Meeta is also a well-established business mentor for start-ups and SMEs in the UK. She has worked with Universities, Business Accelerators, Local and Central Governments and the European Regional Development Fund to support over 300 start-up, SMEs and social innovators to bring bold ideas to life and amplify their impact. She has been a specialist advisor at innovation foundations such as Nesta and The Young Foundation to support social innovators addressing some of the most pressing issues of our times. 

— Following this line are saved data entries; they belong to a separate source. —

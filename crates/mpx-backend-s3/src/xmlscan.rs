// SPDX-License-Identifier: MIT OR Apache-2.0
//! Minimal tag extraction for S3 list responses.
//!
//! ListObjectsV2 replies are flat, attribute-free XML; a full parser buys
//! nothing here. This scanner only handles the handful of tags the engine
//! reads and unescapes the five standard entities.

/// Extract the text content of the first `<tag>…</tag>` in `xml`.
pub fn first_tag<'a>(xml: &'a str, tag: &str) -> Option<&'a str> {
    let open = format!("<{tag}>");
    let close = format!("</{tag}>");
    let start = xml.find(&open)? + open.len();
    let end = xml[start..].find(&close)? + start;
    Some(&xml[start..end])
}

/// Extract every `<tag>…</tag>` block, outermost only, in document order.
pub fn all_blocks<'a>(xml: &'a str, tag: &str) -> Vec<&'a str> {
    let open = format!("<{tag}>");
    let close = format!("</{tag}>");
    let mut out = Vec::new();
    let mut rest = xml;
    while let Some(start) = rest.find(&open) {
        let body_start = start + open.len();
        let Some(body_end) = rest[body_start..].find(&close) else {
            break;
        };
        out.push(&rest[body_start..body_start + body_end]);
        rest = &rest[body_start + body_end + close.len()..];
    }
    out
}

/// Undo the five standard XML entities.
pub fn unescape(text: &str) -> String {
    text.replace("&lt;", "<")
        .replace("&gt;", ">")
        .replace("&quot;", "\"")
        .replace("&apos;", "'")
        .replace("&amp;", "&")
}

Meeta is Chairperson of the Advisory Board of award-winning social enterprise – Auticon – that creates employment opportunities for autistic people in the technology sector, placing them on projects with large Fortune 500 companies. Meeta is also on the Board of Money A+E, a non-profit working to support disadvantaged minority communities with money advice and education. Previously she was a Member of the Independent Advisory Panel for the British Army’s Defence College of Logistics, Policing & Administration. 

Meeta was one of six women in the UK named Asian Women of Achievement (Entrepreneur) in 2014. She is part of Women of the Future Network – a national forum for high potential women in business.

A believer in the unlimited potential for good in every human, for over 20 years, Meeta has been an active local community volunteer with SGI – an international organisation committed to peace through dialogue, education and culture. She is also an amateur painter with an ambition to ace her game in watercolour.

Sonia Thompson

Headteacher

Sonia is the Head Teacher at St Matthew’s C.E. Primary School, in Nechells, Birmingham: the first winner of the OU/UKLA Whole School Reading for Pleasure School of the Year. 

She is passionate about evidence-based reading for pleasure practices and places these at the heart of the school.